SEIDENFELD, Presiding Justice:

The plaintiff, Jane Guebard, appeals from a judgment entered on a jury verdict in favor of defendants, Gerald A. Jabaay M.D., and Glen Ellyn Clinic, in a medical malpractice action.

Plaintiff originally filed her complaint on August 16, 1972, against the defendants. She alleged that in January 1971 she had injured her right knee in a down-hill skiing accident and thereafter came under the care of Dr. Jabaay, an orthopedic surgeon employed by the Glen Ellyn Clinic. When conservative treatment failed to alleviate her condition, Dr. Jabaay recommended surgery involving a Hauser procedure, which was performed at Loyola University Hospital in Maywood, Illinois, on June 22, 1971. When this surgery did not yield the desired improvement, Dr. Jabaay performed a second Hauser procedure on plaintiff's right knee at the Central DuPage Hospital on October 6, 1971. This second surgery was also unsuccessful and she alleged her knee was left in worse condition than it had been before the operations. Plaintiff alleged that defendants had negligently treated her and sought $500,000 in damages for her resulting condition, which required surgery a third time.

Subsequently, plaintiff learned that the first Hauser procedure had been substantially performed by Dr. Angell, then a first-year resident at Loyola University Hospital. Dr. Angell and Loyola were joined as defendants, and counts were later added alleging that Dr. Angell had performed the first Hauser procedure without plaintiff's knowledge or consent while she was unconscious, as breach of contract, battery and res ipsa loquitur. In a prior appeal, Guebard v. Jabaay, 65 Ill.App.3d 255, 259-60, 21 Ill.Dec. 620, 381 N.E.2d 1164 (1978), this court held that plaintiff's fourth amended complaint against Dr. Angell and Loyola Hospital was barred by the applicable two-year statute of limitations, because they were not joined as party-defendants until some two and one-half years after plaintiff should reasonably have discovered that she had a cause of action against Dr. Angell and his hospital employer.
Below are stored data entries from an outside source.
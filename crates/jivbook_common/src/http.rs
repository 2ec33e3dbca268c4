use axum::{
    http::StatusCode,
    response::{IntoResponse, Response},
    Json,
};
use serde_json::json;

use crate::error::{HttpStatusCode, JivbookError};

/// Renders the error with the same envelope the handlers use for successes,
/// plus the numeric code for clients that branch on it.
///
/// Clients see the bare message. The prefixed `Display` form is for logs.
impl IntoResponse for JivbookError {
    fn into_response(self) -> Response {
        let status_code =
            StatusCode::from_u16(self.status_code()).unwrap_or(StatusCode::INTERNAL_SERVER_ERROR);

        let message = self.message();
        let body = Json(json!({
            "success": false,
            "message": message,
            "error": {
                "message": message,
                "code": status_code.as_u16(),
            }
        }));

        (status_code, body).into_response()
    }
}

#[cfg(test)]
mod tests {
    use super::*;
    use crate::error::{not_found, validation_error};
    use serde_json::Value;

    async fn body_of(response: Response) -> Value {
        let bytes = axum::body::to_bytes(response.into_body(), usize::MAX)
            .await
            .unwrap();
        serde_json::from_slice(&bytes).unwrap()
    }

    #[test]
    fn test_error_response_status() {
        let response = not_found("Notification not found").into_response();
        assert_eq!(response.status(), StatusCode::NOT_FOUND);
    }

    #[tokio::test]
    async fn test_error_body_carries_plain_message() {
        let response = JivbookError::ForbiddenError("Access denied".into()).into_response();
        assert_eq!(response.status(), StatusCode::FORBIDDEN);
        let body = body_of(response).await;
        assert_eq!(body["success"], false);
        assert_eq!(body["message"], "Access denied");
        assert_eq!(body["error"]["message"], "Access denied");
        assert_eq!(body["error"]["code"], 403);

        let body = body_of(validation_error("Title is required").into_response()).await;
        assert_eq!(body["message"], "Title is required");
    }
}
On remand, the case against Dr. Jabaay and the Glen Ellyn Clinic was submitted to the jury on two theories: (1) The absence of informed consent to the first Hauser procedure performed essentially by Dr. Angell, then a first-year resident; and (2) the absence of informed consent to the second Hauser procedure performed by Dr. Jabaay. Plaintiff withdrew counts alleging breach of contract and battery.

Prior to verdict the plaintiff filed a fifth amended complaint in three counts; the first count essentially alleging that before the first Hauser operation defendants failed to inform plaintiff that Dr. Angell, a first-year resident, would perform the surgery; and that before the second surgery defendants failed to inform plaintiff of the risks of the proposed treatment and alternatives to re-doing the Hauser procedure. The second count charged defendants with willful and wanton misconduct. The third count was based on proof of the defendants' liability under a theory of res ipsa loquitur for negligence in the performance of the first operation. The court refused to instruct the jury on res ipsa.

The jury returned a verdict for the defendants and against the plaintiff. The plaintiff's post-trial motion for a judgment n.o.v. or a new trial was denied, and she appeals.

The First Surgery

Plaintiff initially contends that she did not give her informed consent to having Dr. Angell perform the first Hauser procedure, under Dr. Jabaay's guidance, to correct the lateral dislocation of her patella in Loyola University Hospital on June 22, 1971. A written consent to operate was apparently executed by Jane Guebard in the presence of Dr. Angell, the first-year resident, at 5:48 p.m. on June 21, 1971. She testified that she read the form and understood it before signing it. The signed form authorized Drs. Main, Blair, Jabaay, Huncke, "and such assistants as are assigned to the case to perform a Hauser procedure, right knee * * * " (emphasis added).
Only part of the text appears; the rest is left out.